Etiket arşivi: bahtiyar bircan

Siber güvenlikteki uzman açığını kapatmak için ortak hareket etmeliyiz

Bahçeşehir Üniversitesi’nde geçen hafta perşembe günü düzenlenen ‘Siber Güvenlikte Özel Sektör – Akademi İş Birliği ve İstihdam’ panelinde Türkiye’de siber güvenlik sektörünün gelişimi için atılması gereken adımlar masaya yatırıldı.

Etkinliğin ana sponsoru Biznet’ten takım lideri Can Demirel, Trapmine CEO’su Celil Ünüver, Picus Security eş-kurucusu Süleyman Özarslan ve Barikat Akademi Direktörü Bahtiyar Bircan, Siber Bülten genel koordinatörü Minhac Çelik moderatörlüğünde siber güvenlik eğitimleri, üniversitelerde siber güvenlik derslerinin açılması, Türkiye’de siber güvenlik girişimlerinin önündeki engeller, dünyadaki fırsatlar, ülkemizin bölgesel bir merkez olabilmesi gibi konularda görüşlerini paylaştı.

İki saat süren ve yüzden fazla katılımcının bulunduğun panel uzman yetiştirmek için düzenlenen eğitim kampları üzerine katılımcıların düşüncelerini paylaşması ile başladı.

Siber güvenlikteki uzman açığının kapatılması için özel şirketlerin ve akademinin iş birliği yapmasının önemini vurgulayan Can Demirel Biznet’in Sakarya Üniversitesi ile birlikte düzenlediği Endüstriyel Güvenlik Kampı’nı (EKS) kampını örnek gösterdi.

Uzman açığını kapatmaktaki temel bakışlarının “ortaklık” olduğunu vurgulayan Demirel, “Temel anlamda inancımız Biznet de bu işi tek başına yapamaz. Çok değerli firmalar var. Üretici firmalar var. Bu firmalarla işbirliği yapmanın da bir yolunu aramalıyız” dedi.

Üniversiteden çıkan bireylerin iş aradığını ve şirketlerin de çalışan aradığını belirten Demirel, “Bu iki segmenti birleştirecek çözümler bulmalıyız. Amacımız şikâyet etmeyi bırakıp işin bir tarafından tutup uzman kaynağı problemini nasıl çözebilirizi araştırmaktır” diye konuştu.

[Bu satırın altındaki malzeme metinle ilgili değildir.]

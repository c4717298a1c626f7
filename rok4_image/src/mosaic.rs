//! Splices adjacent pyramid tiles into one virtual source-CRS image over an
//! arbitrary pixel window.

use crate::raster::{ImageSource, Raster};
use crate::tile_source::{SlabShape, TileFormat, read_tile};
use anyhow::{Result, bail};
use futures::future::try_join_all;
use rok4_geometry::{Level, TileMatrix};

/// A pixel window `[x0, x0+width) x [y0, y0+height)` spliced from the tile
/// grid covering it. `x0`/`y0` may be negative or extend past the matrix
/// extent; tiles outside `[0, matrix_width) x [0, matrix_height)` are
/// no-data, matching [`crate::tile_source::read_tile`]'s own out-of-range handling.
pub struct MosaicImage {
	x0: i64,
	y0: i64,
	width: usize,
	height: usize,
	channels: u8,
	nodata: Vec<f32>,
	tile_width: i64,
	tile_height: i64,
	tc0: i64,
	tr0: i64,
	tiles_wide: usize,
	/// Row-major over `(tr0..=tr1) x (tc0..=tc1)`.
	tiles: Vec<Raster>,
}

impl MosaicImage {
	/// Fetches every tile the window covers concurrently, then assembles a
	/// synchronous producer over them.
	///
	/// # Errors
	/// Returns an error if `width`/`height` is zero, or an underlying tile
	/// fetch fails after its retry budget (see [`read_tile`]).
	pub async fn new(
		level: &Level,
		tile_matrix: &TileMatrix,
		slab_shape: SlabShape,
		format: TileFormat,
		x0: i64,
		y0: i64,
		width: usize,
		height: usize,
	) -> Result<Self> {
		if width == 0 || height == 0 {
			bail!("mosaic window must be non-empty, got {width}x{height}");
		}

		let tile_width = i64::from(tile_matrix.tile_width);
		let tile_height = i64::from(tile_matrix.tile_height);
		let channels = level.channels;
		let nodata = match &level.nodata {
			Some(values) => values.iter().map(|&v| v as f32).collect(),
			None => vec![0.0; channels as usize],
		};

		let tc0 = x0.div_euclid(tile_width);
		let tc1 = (x0 + width as i64 - 1).div_euclid(tile_width);
		let tr0 = y0.div_euclid(tile_height);
		let tr1 = (y0 + height as i64 - 1).div_euclid(tile_height);
		let tiles_wide = (tc1 - tc0 + 1) as usize;
		let tiles_high = (tr1 - tr0 + 1) as usize;

		let mut fetches = Vec::with_capacity(tiles_wide * tiles_high);
		for tr in tr0..=tr1 {
			for tc in tc0..=tc1 {
				let nodata = nodata.clone();
				fetches.push(async move {
					if tc < 0 || tr < 0 {
						Ok(Raster::new_nodata(tile_matrix.tile_width as usize, tile_matrix.tile_height as usize, channels, nodata))
					} else {
						read_tile(level, tile_matrix, slab_shape, format, tc as u64, tr as u64).await
					}
				});
			}
		}
		let tiles = try_join_all(fetches).await?;

		Ok(Self { x0, y0, width, height, channels, nodata, tile_width, tile_height, tc0, tr0, tiles_wide, tiles })
	}
}

impl ImageSource for MosaicImage {
	fn width(&self) -> usize {
		self.width
	}

	fn height(&self) -> usize {
		self.height
	}

	fn channels(&self) -> u8 {
		self.channels
	}

	fn nodata(&self) -> &[f32] {
		&self.nodata
	}

	fn get_line(&mut self, y: usize) -> Result<Vec<f32>> {
		if y >= self.height {
			bail!("row {y} is out of range for a {}-row mosaic", self.height);
		}
		let y_abs = self.y0 + y as i64;
		let tr = y_abs.div_euclid(self.tile_height);
		let local_y = y_abs.rem_euclid(self.tile_height) as usize;
		let tile_row = (tr - self.tr0) as usize;

		let mut out = Vec::with_capacity(self.width * self.channels as usize);
		for x in 0..self.width {
			let x_abs = self.x0 + x as i64;
			let tc = x_abs.div_euclid(self.tile_width);
			let local_x = x_abs.rem_euclid(self.tile_width) as usize;
			let tile_col = (tc - self.tc0) as usize;
			let tile = &self.tiles[tile_row * self.tiles_wide + tile_col];
			let row = tile.row(local_y);
			let start = local_x * self.channels as usize;
			out.extend_from_slice(&row[start..start + self.channels as usize]);
		}
		Ok(out)
	}
}

#[cfg(test)]
mod tests {
	use super::*;
	use async_trait::async_trait;
	use rok4_core::{Blob, ByteRange};
	use rok4_geometry::{LevelStorage, SampleFormat};
	use rok4_storage::{TILE_INDEX_OFFSET, TileIndex};
	use std::sync::Arc;

	#[derive(Debug)]
	struct SolidTileStorage {
		value: u8,
	}

	#[async_trait]
	impl LevelStorage for SolidTileStorage {
		async fn read(&self, _object: &str, offset: u64, length: u64) -> Result<Blob> {
			let slab_shape = SlabShape::default();
			let index_len = TileIndex::byte_len(slab_shape.width, slab_shape.height);
			if offset == TILE_INDEX_OFFSET {
				let mut index = TileIndex::new_empty(slab_shape.width, slab_shape.height);
				index.set(0, 0, ByteRange::new(0, 12)).unwrap();
				return Ok(index.to_blob().unwrap());
			}
			let _ = (offset, index_len);
			Ok(Blob::from(vec![self.value; length as usize]))
		}
		async fn write(&self, _object: &str, _offset: u64, _data: &Blob) -> Result<()> {
			Ok(())
		}
		async fn exists(&self, _object: &str) -> Result<bool> {
			Ok(true)
		}
		fn describe(&self) -> String {
			"solid".to_string()
		}
	}

	fn level(value: u8) -> Level {
		Level {
			tile_matrix_id: "0".to_string(),
			storage: Arc::new(SolidTileStorage { value }),
			format: SampleFormat::UInt8,
			channels: 3,
			nodata: None,
		}
	}

	fn matrix() -> TileMatrix {
		TileMatrix::new("0", 10.0, 0.0, 0.0, 2, 2, 4, 4).unwrap()
	}

	#[tokio::test]
	async fn window_within_one_tile_returns_its_pixels() {
		let mut mosaic = MosaicImage::new(&level(42), &matrix(), SlabShape::default(), TileFormat::Raw, 0, 0, 2, 2).await.unwrap();
		let line = mosaic.get_line(0).unwrap();
		assert_eq!(line, vec![42.0; 6]);
	}

	#[tokio::test]
	async fn window_spanning_two_tiles_concatenates_them() {
		let mut mosaic = MosaicImage::new(&level(7), &matrix(), SlabShape::default(), TileFormat::Raw, 1, 0, 3, 1).await.unwrap();
		let line = mosaic.get_line(0).unwrap();
		assert_eq!(line.len(), 9);
	}

	#[tokio::test]
	async fn negative_origin_yields_nodata_on_that_side() {
		let mut mosaic = MosaicImage::new(&level(9), &matrix(), SlabShape::default(), TileFormat::Raw, -2, 0, 4, 1).await.unwrap();
		let line = mosaic.get_line(0).unwrap();
		assert_eq!(&line[0..6], &[0.0; 6]);
	}
}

Akademi ile özel sektör arasında bir iletişim kopukluğunu olduğunu da belirten Demirel, “Temel problemlerimizden biri bu. İki taraf da birbiriyle konuşmuyor. Ortada bir strateji olması ve herkesin buna katkı yapması gerekiyor. İletişim kurmamız gerekiyor. Şu an akademinin vizyonu ve gittiği taraf farklı. Özel sektör ise hizmet verip ürün çıkarmak istiyor. Aynı amaca hizmet edebilecek şekilde bir potada birleştirebilirsek başarılı olabiliriz. Bu ortak çalışma kültürünü geliştirmek lazım,” dedi.

DİPLOMA İLE SERTİFİKA BİR YERE KADAR, GAYRET VE MERAK BAŞARININ ANAHTARI

Trapmine CEO’su Ünüver, siber güvenlik kamplarındaki eğitim süresinin yetersiz olduğunu kabul ederken önemli olanın katılımcıların gösterecekleri gayret olduğunun altını çizdi. Kendisinin iktisat mezunu olmasına karşın kendi gayretleriyle bir şey öğrendiğini anlattı. Ünüver, “Bu 3-5 günlük eğitim programları profesyonel olmaları için yeterli değil ama biz bu kamplarda kapının girişini göstermiş oluyoruz. En azından biz alamadığımız bir eğitimi öğrencilere vermiş oluyoruz” ifadelerini kullandı.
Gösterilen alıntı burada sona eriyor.